I'm not always a very good "get back upper." I am a champ at falling down, gold medalist and straight A student in that department. My record for recovery from missteps, stumbles and outright fall-on-my-face blunders is, however, rather inconsistent. Sometimes, I bounce back, roaring in defiance and ready to kick failure in the teeth. And sometimes, ugly truth be told, I do nothing more than splash around in my own tears and lament my fate. I'm working on that, in art and in life. It helps to remember (and learn from) past successes.
This piece is really, really old and I remember exactly the circumstances of its creation. It was early 2001. I was recovering from back-to-back hand surgeries: the removal of three bones from my right wrist and the shortening of my left radius. I was in physical therapy and it was long, difficult, painful work. I'm right-handed and after surgery, my only task was to simply wiggle my fingers. I slowly progressed to making a fist and gently moving my wrist. In the middle of all of this, I was just starting my art degree while raising my son alone. The diagnosis of and subsequent treatment for Kienbock's disease had knocked me to my knees. But I absolutely refused to be defeated and this collage was the first art piece I completed after surgery. The fishes were painted on watercolor paper and then cut out with an Xacto knife. It was tough work with tender hands and ill-advised according to my physical therapist. I didn't care; nothing and no one was going to keep me from doing what I loved.
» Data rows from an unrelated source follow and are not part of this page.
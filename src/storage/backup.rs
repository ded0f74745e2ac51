//! Timestamped backups of the result file.
//!
//! Before a run touches an existing, non-empty result file it is copied to
//! `<stem>.<YYYYmmdd_HHMMSS>.backup.json` in the same directory, and older
//! backups of the same file beyond `max_backups` are removed. Backups are a
//! safety net: every failure here is logged and swallowed.

use std::path::{Path, PathBuf};
use std::time::SystemTime;

use tokio::fs;
use tracing::{debug, info, warn};

const BACKUP_SUFFIX: &str = ".backup.json";

/// Returns the backup path for `path` at the current local time.
pub fn backup_path(path: &Path) -> PathBuf {
    let stamp = chrono::Local::now().format("%Y%m%d_%H%M%S");
    path.with_file_name(format!("{}.{}{}", file_stem(path), stamp, BACKUP_SUFFIX))
}

/// Copies `path` to a timestamped backup if it exists and holds at least
/// one result, then prunes old backups.
///
/// Returns the backup path when one was written.
pub async fn backup_output(path: &Path, max_backups: usize) -> Option<PathBuf> {
    let content = match fs::read_to_string(path).await {
        Ok(content) => content,
        Err(e) if e.kind() == std::io::ErrorKind::NotFound => return None,
        Err(e) => {
            warn!(path = %path.display(), error = %e, "Failed to read result file for backup");
            return None;
        }
    };

    let trimmed = content.trim();
    if trimmed.is_empty() || trimmed == "[]" {
        debug!(path = %path.display(), "Result file is empty, skipping backup");
        return None;
    }

    let target = backup_path(path);
    if let Err(e) = fs::write(&target, content.as_bytes()).await {
        warn!(path = %path.display(), error = %e, "Failed to create backup");
        return None;
    }
    info!(backup = %target.display(), "Backup created");

    cleanup_old_backups(path, max_backups).await;
    Some(target)
}

/// Removes backups of `path`, keeping only the `max_backups` most recent.
pub async fn cleanup_old_backups(path: &Path, max_backups: usize) {
    let backups = match list_backups(path).await {
        Ok(backups) => backups,
        Err(e) => {
            warn!(path = %path.display(), error = %e, "Failed to list backups");
            return;
        }
    };

    for (old, _) in backups.into_iter().skip(max_backups) {
        match fs::remove_file(&old).await {
            Ok(()) => debug!(backup = %old.display(), "Removed old backup"),
            Err(e) => warn!(backup = %old.display(), error = %e, "Failed to remove old backup"),
        }
    }
}

/// Lists the backups of `path`, newest first.
async fn list_backups(path: &Path) -> std::io::Result<Vec<(PathBuf, SystemTime)>> {
    let dir = match path.parent() {
        Some(parent) if !parent.as_os_str().is_empty() => parent.to_path_buf(),
        _ => PathBuf::from("."),
    };
    let prefix = format!("{}.", file_stem(path));

    let mut backups = Vec::new();
    let mut entries = fs::read_dir(&dir).await?;
    while let Some(entry) = entries.next_entry().await? {
        let name = entry.file_name().to_string_lossy().into_owned();
        if !name.starts_with(&prefix) || !name.ends_with(BACKUP_SUFFIX) {
            continue;
        }
        let modified = entry
            .metadata()
            .await
            .and_then(|m| m.modified())
            .unwrap_or(SystemTime::UNIX_EPOCH);
        backups.push((entry.path(), modified));
    }

    // Newest first; the timestamped name breaks mtime ties.
    backups.sort_by(|a, b| b.1.cmp(&a.1).then_with(|| b.0.cmp(&a.0)));
    Ok(backups)
}

fn file_stem(path: &Path) -> String {
    path.file_stem()
        .map(|s| s.to_string_lossy().into_owned())
        .unwrap_or_else(|| "results".to_string())
}
impl RunReport {
    /// Tasks scheduled in this run (total minus skipped).
    pub fn scheduled(&self) -> usize {
        self.total - self.skipped
    }

    pub fn pending(&self) -> usize {
        self.pending_task_ids.len()
    }

    /// Number of session identities a cohort was started for.
    pub fn identities_consumed(&self) -> usize {
        self.generations.len()
    }

    /// Driver time summed over every worker, in seconds.
    pub fn total_processing_time_secs(&self) -> f64 {
        self.worker_stats
            .iter()
            .map(|s| s.total_processing_time_secs)
            .sum()
    }

    /// Percentage of scheduled tasks that succeeded.
    pub fn success_rate(&self) -> f64 {
        let scheduled = self.scheduled();
        if scheduled == 0 {
            return 0.0;
        }
        self.completed as f64 / scheduled as f64 * 100.0
    }

    /// Mean driver time per successful task, in seconds.
    pub fn average_processing_time(&self) -> f64 {
        if self.completed == 0 {
            return 0.0;
        }
        self.total_processing_time_secs() / self.completed as f64
    }

    /// Builds the persisted summary.
    pub fn summary(&self) -> RunSummary {
        let total_duration = self.total_duration.as_secs_f64();
        RunSummary {
            run_id: self.run_id.to_string(),
            status: self.status,
            total: self.total,
            successful: self.completed,
            failed: self.failed,
            pending: self.pending(),
            skipped: self.skipped,
            success_rate: self.success_rate(),
            average_processing_time: self.average_processing_time(),
            total_processing_time: self.total_processing_time_secs(),
            total_duration,
            formatted_duration: format_duration(total_duration),
            identities_consumed: self.identities_consumed(),
            workers_used: self.worker_stats.len(),
            started_at: self.started_at,
            finished_at: self.finished_at,
            failed_task_ids: self.failed_task_ids.clone(),
            pending_task_ids: self.pending_task_ids.clone(),
            workers: self.worker_stats.clone(),
        }
    }
}

/// Coordinates cohorts of session workers over a rotating set of identities.
pub struct Orchestrator<D: SessionDriver> {
    config: RunConfig,
    driver: Arc<D>,
    metrics: MetricsCollector,
}
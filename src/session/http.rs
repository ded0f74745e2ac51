//! HTTP session driver.
//!
//! Each session identity is a base URL. A task is submitted as
//! `POST <endpoint>` with a JSON body `{"id": ..., "prompt": ...}` and the
//! response is classified by status code:
//!
//! - 2xx: success; the text is taken from a `text`, `response` or `value`
//!   field of a JSON object, a bare JSON string, or the raw body
//! - 429: the identity is exhausted
//! - 401/403: the session is unusable
//! - anything else, and transport errors: recoverable failure

use std::time::Duration;

use async_trait::async_trait;
use reqwest::Client;
use serde::Serialize;
use tracing::debug;

use super::{SessionDriver, SessionIdentity, TaskOutcome};
use crate::error::SessionError;
use crate::scheduler::Task;

/// Default per-request timeout.
const DEFAULT_REQUEST_TIMEOUT_SECS: u64 = 300;

/// Response fields checked, in order, for the result text.
const TEXT_FIELDS: [&str; 3] = ["text", "response", "value"];

/// Longest error body echoed into a failure reason.
const MAX_REASON_LEN: usize = 200;

/// Driver that submits tasks to an HTTP endpoint per identity.
#[derive(Debug, Clone)]
pub struct HttpDriver {
    request_timeout: Duration,
    api_key: Option<String>,
}

/// Session state for [`HttpDriver`].
pub struct HttpSession {
    client: Client,
    identity: SessionIdentity,
}

impl HttpSession {
    /// Returns the identity this session is bound to.
    pub fn identity(&self) -> &SessionIdentity {
        &self.identity
    }
}

#[derive(Serialize)]
struct SubmitRequest<'a> {
    id: &'a str,
    prompt: &'a str,
}

impl Default for HttpDriver {
    fn default() -> Self {
        Self::new()
    }
}

impl HttpDriver {
    /// Creates a driver with the default timeout and no authentication.
    pub fn new() -> Self {
        Self {
            request_timeout: Duration::from_secs(DEFAULT_REQUEST_TIMEOUT_SECS),
            api_key: None,
        }
    }

    /// Sets the per-request timeout.
    pub fn with_request_timeout(mut self, timeout: Duration) -> Self {
        self.request_timeout = timeout;
        self
    }

    /// Sets a bearer token sent with every request.
    pub fn with_api_key(mut self, api_key: impl Into<String>) -> Self {
        self.api_key = Some(api_key.into());
        self
    }
}

/// Maps an HTTP status and body to an outcome.
fn classify_response(status: u16, body: &str) -> Result<TaskOutcome, SessionError> {
    match status {
        200..=299 => match extract_text(body) {
            Some(text) => Ok(TaskOutcome::Success(text)),
            None => Ok(TaskOutcome::RecoverableFailure(
                "empty response body".to_string(),
            )),
        },
        429 => Ok(TaskOutcome::ResourceExhausted),
        401 | 403 => Err(SessionError::Fatal(format!(
            "HTTP {}: {}",
            status,
            truncate(body.trim())
        ))),
        _ => Ok(TaskOutcome::RecoverableFailure(format!(
            "HTTP {}: {}",
            status,
            truncate(body.trim())
        ))),
    }
}

/// Pulls the result text out of a response body.
fn extract_text(body: &str) -> Option<String> {
    let trimmed = body.trim();
    if trimmed.is_empty() {
        return None;
    }

    let text = match serde_json::from_str::<serde_json::Value>(trimmed) {
        Ok(serde_json::Value::String(s)) => s,
        Ok(serde_json::Value::Object(map)) => TEXT_FIELDS
            .iter()
            .find_map(|field| map.get(*field).and_then(|v| v.as_str()))
            .map(str::to_string)
            .unwrap_or_else(|| trimmed.to_string()),
        _ => trimmed.to_string(),
    };

    let text = text.trim();
    if text.is_empty() {
        None
    } else {
        Some(text.to_string())
    }
}

fn truncate(s: &str) -> &str {
    match s.char_indices().nth(MAX_REASON_LEN) {
        Some((idx, _)) => &s[..idx],
        None => s,
    }
}

#[async_trait]
impl SessionDriver for HttpDriver {
    type Handle = HttpSession;

    async fn initialize(&self, identity: &SessionIdentity) -> Result<HttpSession, SessionError> {
        if !identity.endpoint.starts_with("http://") && !identity.endpoint.starts_with("https://") {
            return Err(SessionError::Unavailable(format!(
                "identity {} is not an http(s) URL",
                identity
            )));
        }

        let client = Client::builder()
            .timeout(self.request_timeout)
            .build()
            .map_err(|e| SessionError::Unavailable(format!("failed to build HTTP client: {}", e)))?;

        Ok(HttpSession {
            client,
            identity: identity.clone(),
        })
    }

    async fn process(
        &self,
        task: &Task,
        session: &mut HttpSession,
    ) -> Result<TaskOutcome, SessionError> {
        let mut request = session
            .client
            .post(&session.identity.endpoint)
            .json(&SubmitRequest {
                id: &task.id,
                prompt: &task.text,
            });
        if let Some(ref key) = self.api_key {
            request = request.bearer_auth(key);
        }

        let response = match request.send().await {
            Ok(response) => response,
            Err(e) => {
                return Ok(TaskOutcome::RecoverableFailure(format!(
                    "request failed: {}",
                    e
                )))
            }
        };

        let status = response.status().as_u16();
        let body = match response.text().await {
            Ok(body) => body,
            Err(e) => {
                return Ok(TaskOutcome::RecoverableFailure(format!(
                    "failed to read response: {}",
                    e
                )))
            }
        };

        debug!(task_id = %task.id, status = status, "HTTP session responded");
        classify_response(status, &body)
    }

    async fn shutdown(&self, session: HttpSession) {
        debug!(identity = %session.identity, "HTTP session closed");
    }
}
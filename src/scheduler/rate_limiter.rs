//! Token-bucket rate limiter shared by the workers of a cohort.
//!
//! The bucket holds up to `requests_per_minute` tokens and refills
//! continuously. Waiters queue on a fair mutex, so pacing is FIFO.

use std::time::{Duration, Instant};

use tokio::sync::Mutex;
use tracing::debug;

struct Bucket {
    tokens: f64,
    last_refill: Instant,
}

/// Limits how many driver calls a cohort issues per minute.
pub struct RateLimiter {
    per_minute: f64,
    bucket: Mutex<Bucket>,
}

impl RateLimiter {
    /// Creates a full bucket allowing `requests_per_minute` calls per minute.
    ///
    /// A value of zero is treated as one.
    pub fn new(requests_per_minute: u32) -> Self {
        let per_minute = f64::from(requests_per_minute.max(1));
        Self {
            per_minute,
            bucket: Mutex::new(Bucket {
                tokens: per_minute,
                last_refill: Instant::now(),
            }),
        }
    }

    /// Returns the configured rate.
    pub fn requests_per_minute(&self) -> f64 {
        self.per_minute
    }

    /// Takes one token, waiting until one is available.
    pub async fn acquire(&self) {
        let mut bucket = self.bucket.lock().await;
        self.refill(&mut bucket);

        if bucket.tokens >= 1.0 {
            bucket.tokens -= 1.0;
            return;
        }

        let wait = Duration::from_secs_f64((1.0 - bucket.tokens) * 60.0 / self.per_minute);
        debug!(wait_ms = wait.as_millis() as u64, "Rate limit reached, waiting for a token");
        tokio::time::sleep(wait).await;

        bucket.tokens = 0.0;
        bucket.last_refill = Instant::now();
    }

    /// Returns the number of whole tokens currently available.
    pub async fn available(&self) -> u32 {
        let mut bucket = self.bucket.lock().await;
        self.refill(&mut bucket);
        bucket.tokens.floor() as u32
    }

    fn refill(&self, bucket: &mut Bucket) {
        let now = Instant::now();
        let elapsed = now.duration_since(bucket.last_refill).as_secs_f64();
        bucket.tokens = (bucket.tokens + elapsed * self.per_minute / 60.0).min(self.per_minute);
        bucket.last_refill = now;
    }
}

#[cfg(test)]
mod tests {
    use super::*;

    #[tokio::test]
    async fn test_starts_full() {
        let limiter = RateLimiter::new(30);
        assert_eq!(limiter.available().await, 30);
        limiter.acquire().await;
        assert_eq!(limiter.available().await, 29);
    }

    #[tokio::test]
    async fn test_zero_rate_is_clamped() {
        let limiter = RateLimiter::new(0);
        assert!((limiter.requests_per_minute() - 1.0).abs() < f64::EPSILON);
    }

    #[tokio::test]
    async fn test_waits_when_empty() {
        // 1200/min = one token every 50ms.
        let limiter = RateLimiter::new(1200);
        for _ in 0..1200 {
            limiter.acquire().await;
        }

        let start = Instant::now();
        limiter.acquire().await;
        assert!(start.elapsed() >= Duration::from_millis(30));
    }
}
In both art and life, it is so very important to hang on to memories of success because that is what fuels and instructs you when you fail. If that painting/drawing/journal page/poem just isn't working, skip back to one that did. Think about why it worked. Mine your past shining moments for clues to handling life's belly flops. My fish collage reminds me to be tenacious, positive, unrelenting. In this piece, I see courage when others say all is lost. It reminds me that even when I am broken, I remain powerful. I reach for that memory, harness it and use it to pull myself upright again.